AGI, Inc.: REAL Bench: benchmark design, reproducibility, and scores

What is REAL Bench?

REAL Bench (REAL) is a public, high‑fidelity benchmark and testbed that provides a mini‑Internet of replicated popular websites for standardized evaluation of web AI agents, together with a public leaderboard.

What scope and scale does REAL Bench include?

REAL Bench includes sandbox replicas of popular site types across 11 replica sites and defines 112 standardized tasks for agent evaluation.

What metric and evaluation outputs does REAL Bench provide?

REAL Bench reports a REAL Score metric (task success rate), provides comprehensive metrics including retrieval/action outcome reward functions and state‑diff checking, and publishes a public leaderboard for submitted agent results.

How can researchers reproduce REAL Bench evaluations?

Researchers can reproduce REAL Bench evaluations using the evaluation harness available via the AGI SDK and by submitting results to the realevals.xyz leaderboard.

What published REAL Bench model scores are mentioned?

The REAL Bench blog reports example REAL Scores including Claude‑3.7 Sonnet at 41.1%, Gemini‑2.5‑Pro at 38.4%, and AGI’s internal Agent‑0 at approximately 45%.

What AGI‑0 product benchmark results are presented as a case study?

AGI, Inc. presents AGI‑0 benchmark results showing browser control at 99.8% (tested on 1,000 shopping tasks via the REAL evals clone), mobile control at 97.4%, and multi‑OS/computer control scores around 76.2%.

Does AGI, Inc. publish an open benchmarking leaderboard online?

Yes, REAL Bench has a public leaderboard hosted at realevals.xyz where submitted agent results and scores are published.

What public materials accompany REAL Bench for reproducibility?

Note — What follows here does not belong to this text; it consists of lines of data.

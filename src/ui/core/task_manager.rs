use super::actions::Action;
use super::operations::{self, Submission};
use crate::auth::TokenStore;
use crate::backend::{ClaimsBackend, ClaimsQuery};
use crate::constants::{ERROR_DELETE_FAILED, ERROR_SAVE_FAILED};
use crate::forms::{ChangePasswordForm, FieldErrors};
use crate::routes::Route;
use std::collections::HashMap;
use std::sync::Arc;
use tokio::sync::mpsc;
use tokio::task::JoinHandle;

pub type TaskId = u64;

#[derive(Debug, Clone, PartialEq)]
pub enum TaskKind {
    /// Data for a route; aborted when the user navigates away.
    PageLoad(Route),
    /// A create/update/delete or auth call; always runs to completion.
    Submission,
}

#[derive(Debug)]
pub struct BackgroundTask {
    pub id: TaskId,
    pub kind: TaskKind,
    pub handle: JoinHandle<()>,
    pub description: String,
    pub started_at: std::time::Instant,
}

pub struct TaskManager {
    tasks: HashMap<TaskId, BackgroundTask>,
    next_task_id: TaskId,
    action_sender: mpsc::UnboundedSender<Action>,
}

impl TaskManager {
    pub fn new() -> (Self, mpsc::UnboundedReceiver<Action>) {
        let (tx, rx) = mpsc::unbounded_channel();

        (
            Self {
                tasks: HashMap::new(),
                next_task_id: 1,
                action_sender: tx,
            },
            rx,
        )
    }

    fn register(&mut self, kind: TaskKind, description: String, handle: JoinHandle<()>) -> TaskId {
        let task_id = self.next_task_id;
        self.next_task_id += 1;

        let task = BackgroundTask {
            id: task_id,
            kind,
            handle,
            description,
            started_at: std::time::Instant::now(),
        };
        self.tasks.insert(task_id, task);
        task_id
    }

    /// Spawn the load for `route`. The result comes back tagged with the route.
    pub fn spawn_page_load(&mut self, backend: Arc<dyn ClaimsBackend>, route: Route, query: ClaimsQuery) -> TaskId {
        let action_sender = self.action_sender.clone();
        let description = format!("Load {}", route);
        let task_route = route.clone();

        let handle = tokio::spawn(async move {
            let action = match operations::load_page(backend.as_ref(), &task_route, &query).await {
                Ok(Some(data)) => Action::PageLoaded {
                    route: task_route,
                    data,
                },
                Ok(None) => Action::None,
                Err(error) => Action::PageLoadFailed {
                    route: task_route,
                    error,
                },
            };
            let _ = action_sender.send(action);
        });

        self.register(TaskKind::PageLoad(route), description, handle)
    }

    /// Spawn a write. Success and failure are both reported as actions.
    pub fn spawn_submission(
        &mut self,
        backend: Arc<dyn ClaimsBackend>,
        tokens: TokenStore,
        submission: Submission,
    ) -> TaskId {
        let action_sender = self.action_sender.clone();
        let description = submission.description();
        let is_password_change = matches!(submission, Submission::ChangePassword(_));
        let failure_prefix = if matches!(submission, Submission::DeleteClaim(_)) {
            ERROR_DELETE_FAILED
        } else {
            ERROR_SAVE_FAILED
        };
        let desc_for_task = description.clone();

        let handle = tokio::spawn(async move {
            let action = match operations::submit(backend.as_ref(), &tokens, submission).await {
                Ok(outcome) => Action::SubmitSucceeded {
                    message: outcome.message,
                    next: outcome.next,
                },
                Err(error) => {
                    log::warn!("{} failed: {}", desc_for_task, error);
                    let field_errors = if is_password_change {
                        ChangePasswordForm::field_errors_for(&error)
                    } else {
                        FieldErrors::new()
                    };
                    Action::SubmitFailed {
                        message: format!("{}: {}", failure_prefix, error),
                        field_errors,
                    }
                }
            };
            let _ = action_sender.send(action);
        });

        self.register(TaskKind::Submission, description, handle)
    }

    /// Abort every in-flight page load; returns how many were aborted.
    pub fn cancel_page_loads(&mut self) -> usize {
        let page_loads: Vec<TaskId> = self
            .tasks
            .values()
            .filter(|task| matches!(task.kind, TaskKind::PageLoad(_)))
            .map(|task| task.id)
            .collect();

        for task_id in &page_loads {
            if let Some(task) = self.tasks.remove(task_id) {
                task.handle.abort();
            }
        }
        page_loads.len()
    }

    /// Drop finished tasks, returning their descriptions
    pub fn cleanup_finished_tasks(&mut self) -> Vec<String> {
        let finished: Vec<TaskId> = self
            .tasks
            .iter()
            .filter(|(_, task)| task.handle.is_finished())
            .map(|(task_id, _)| *task_id)
            .collect();

        finished
            .into_iter()
            .filter_map(|task_id| self.tasks.remove(&task_id))
            .map(|task| format!("{} ({} ms)", task.description, task.started_at.elapsed().as_millis()))
            .collect()
    }

    pub fn is_submitting(&self) -> bool {
        self.tasks.values().any(|task| task.kind == TaskKind::Submission)
    }

    pub fn is_loading(&self, route: &Route) -> bool {
        self.tasks
            .values()
            .any(|task| matches!(&task.kind, TaskKind::PageLoad(r) if r == route))
    }

    /// Cancel all running tasks
    pub fn cancel_all_tasks(&mut self) {
        for (_, task) in self.tasks.drain() {
            task.handle.abort();
        }
    }

    /// Get the number of active tasks
    pub fn task_count(&self) -> usize {
        self.tasks.len()
    }
}

impl Drop for TaskManager {
    fn drop(&mut self) {
        // Cancel all tasks when the manager is dropped
        self.cancel_all_tasks();
    }
}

REAL Bench provides an evaluation harness through the AGI SDK, a public leaderboard at realevals.xyz, and links to a paper and reproducible artifacts referenced from the blog.

Does AGI, Inc. publish benchmark task counts or site replicas for REAL Bench?

Yes; REAL Bench is described as including 11 replica sites and 112 standardized tasks in its benchmark suite.

What audiences is the REAL Bench intended for?

REAL Bench is intended for AI researchers, developer teams, benchmarkers, and organizations evaluating agent performance on real‑web tasks.